• _What needs to be done_: The lines below are to be quoted exactly, from the first through the one that contains "tags.split_whitespace()".

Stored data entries
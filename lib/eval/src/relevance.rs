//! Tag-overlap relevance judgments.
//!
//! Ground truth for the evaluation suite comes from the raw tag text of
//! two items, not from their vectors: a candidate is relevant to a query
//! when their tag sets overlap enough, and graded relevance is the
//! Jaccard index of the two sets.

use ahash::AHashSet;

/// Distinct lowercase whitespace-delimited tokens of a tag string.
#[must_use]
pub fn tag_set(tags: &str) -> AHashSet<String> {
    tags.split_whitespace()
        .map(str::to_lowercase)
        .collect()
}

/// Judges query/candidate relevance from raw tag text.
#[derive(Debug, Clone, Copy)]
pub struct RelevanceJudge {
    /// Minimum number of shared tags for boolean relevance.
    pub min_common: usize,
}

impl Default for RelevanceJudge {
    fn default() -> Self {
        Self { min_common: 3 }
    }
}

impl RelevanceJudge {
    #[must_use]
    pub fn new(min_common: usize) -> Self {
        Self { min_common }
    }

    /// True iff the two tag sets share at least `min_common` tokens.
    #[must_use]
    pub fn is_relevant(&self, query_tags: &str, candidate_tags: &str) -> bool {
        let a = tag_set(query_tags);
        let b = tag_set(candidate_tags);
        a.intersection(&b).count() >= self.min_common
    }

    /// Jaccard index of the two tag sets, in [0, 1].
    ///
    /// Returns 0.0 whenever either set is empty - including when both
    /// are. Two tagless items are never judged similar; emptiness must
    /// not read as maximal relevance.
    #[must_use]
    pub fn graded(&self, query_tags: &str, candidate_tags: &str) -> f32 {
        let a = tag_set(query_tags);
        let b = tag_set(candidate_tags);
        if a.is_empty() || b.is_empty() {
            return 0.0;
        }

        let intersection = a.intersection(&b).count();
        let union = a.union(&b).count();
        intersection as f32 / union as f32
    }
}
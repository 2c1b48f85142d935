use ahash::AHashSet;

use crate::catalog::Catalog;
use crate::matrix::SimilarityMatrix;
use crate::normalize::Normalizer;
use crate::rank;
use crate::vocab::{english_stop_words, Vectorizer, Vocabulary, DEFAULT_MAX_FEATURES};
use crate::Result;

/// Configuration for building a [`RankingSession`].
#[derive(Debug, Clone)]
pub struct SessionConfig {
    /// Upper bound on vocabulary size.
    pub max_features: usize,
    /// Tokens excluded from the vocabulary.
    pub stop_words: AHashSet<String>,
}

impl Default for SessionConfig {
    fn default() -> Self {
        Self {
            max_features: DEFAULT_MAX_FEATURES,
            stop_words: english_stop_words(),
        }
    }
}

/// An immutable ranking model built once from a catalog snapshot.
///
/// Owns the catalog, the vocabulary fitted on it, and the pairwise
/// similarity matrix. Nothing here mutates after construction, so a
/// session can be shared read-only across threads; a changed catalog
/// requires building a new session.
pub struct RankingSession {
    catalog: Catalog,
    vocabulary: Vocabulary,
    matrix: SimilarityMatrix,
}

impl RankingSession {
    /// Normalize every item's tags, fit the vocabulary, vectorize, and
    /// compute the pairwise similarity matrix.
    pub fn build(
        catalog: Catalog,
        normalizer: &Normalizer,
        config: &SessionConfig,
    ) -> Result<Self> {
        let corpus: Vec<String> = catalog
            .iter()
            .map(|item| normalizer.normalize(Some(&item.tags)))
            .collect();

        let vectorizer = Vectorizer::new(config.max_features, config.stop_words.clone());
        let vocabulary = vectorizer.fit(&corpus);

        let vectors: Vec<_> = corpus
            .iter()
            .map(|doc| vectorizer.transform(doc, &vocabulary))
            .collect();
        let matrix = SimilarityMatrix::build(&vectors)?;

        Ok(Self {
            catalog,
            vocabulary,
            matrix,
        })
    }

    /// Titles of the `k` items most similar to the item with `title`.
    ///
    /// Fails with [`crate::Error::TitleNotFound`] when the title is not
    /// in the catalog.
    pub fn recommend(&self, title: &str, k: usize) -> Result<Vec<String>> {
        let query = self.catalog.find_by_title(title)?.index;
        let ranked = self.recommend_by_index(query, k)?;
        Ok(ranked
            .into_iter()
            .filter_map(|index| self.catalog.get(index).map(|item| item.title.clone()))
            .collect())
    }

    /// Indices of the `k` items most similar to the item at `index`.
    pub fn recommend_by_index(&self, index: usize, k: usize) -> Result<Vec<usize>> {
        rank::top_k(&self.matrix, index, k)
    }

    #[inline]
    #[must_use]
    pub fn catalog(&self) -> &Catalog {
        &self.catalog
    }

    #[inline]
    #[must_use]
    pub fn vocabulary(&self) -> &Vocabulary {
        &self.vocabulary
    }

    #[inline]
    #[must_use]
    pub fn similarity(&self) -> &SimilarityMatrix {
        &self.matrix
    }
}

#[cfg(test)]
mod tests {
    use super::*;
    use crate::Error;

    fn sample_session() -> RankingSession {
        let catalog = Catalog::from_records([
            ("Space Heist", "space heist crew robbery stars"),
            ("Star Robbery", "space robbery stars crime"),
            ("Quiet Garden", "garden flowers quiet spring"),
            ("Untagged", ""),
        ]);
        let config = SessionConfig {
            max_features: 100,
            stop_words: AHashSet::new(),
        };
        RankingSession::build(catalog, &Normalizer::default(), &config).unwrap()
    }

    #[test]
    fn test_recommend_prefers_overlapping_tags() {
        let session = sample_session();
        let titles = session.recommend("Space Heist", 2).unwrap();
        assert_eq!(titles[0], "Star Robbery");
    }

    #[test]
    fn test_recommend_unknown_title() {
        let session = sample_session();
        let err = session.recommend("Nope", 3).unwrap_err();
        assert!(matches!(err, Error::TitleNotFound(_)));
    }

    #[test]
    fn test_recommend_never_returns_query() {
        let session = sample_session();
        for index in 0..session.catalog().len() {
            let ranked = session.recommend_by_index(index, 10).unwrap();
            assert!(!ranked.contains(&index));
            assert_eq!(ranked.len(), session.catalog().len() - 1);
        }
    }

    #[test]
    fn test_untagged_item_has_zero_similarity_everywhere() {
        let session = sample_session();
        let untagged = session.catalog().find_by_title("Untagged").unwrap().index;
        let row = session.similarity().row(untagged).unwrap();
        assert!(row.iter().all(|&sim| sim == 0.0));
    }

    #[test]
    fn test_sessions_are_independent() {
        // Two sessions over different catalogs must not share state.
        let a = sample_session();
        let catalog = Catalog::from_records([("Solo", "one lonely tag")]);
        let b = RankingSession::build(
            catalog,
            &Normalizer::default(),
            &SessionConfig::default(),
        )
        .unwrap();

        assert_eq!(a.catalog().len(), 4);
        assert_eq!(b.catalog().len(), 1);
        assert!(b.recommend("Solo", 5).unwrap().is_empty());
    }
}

• _Response box_:
filename lib/eval/src/relevance.rs
//! Tag-overlap relevance judgments.
//!
//! Ground truth for the evaluation suite comes from the raw tag text of
//! two items, not from their vectors: a candidate is relevant to a query
//! when their tag sets overlap enough, and graded relevance is the
//! Jaccard index of the two sets.

use ahash::AHashSet;

/// Distinct lowercase whitespace-delimited tokens of a tag string.
#[must_use]
pub fn tag_set(tags: &str) -> AHashSet<String> {
    tags.split_whitespace()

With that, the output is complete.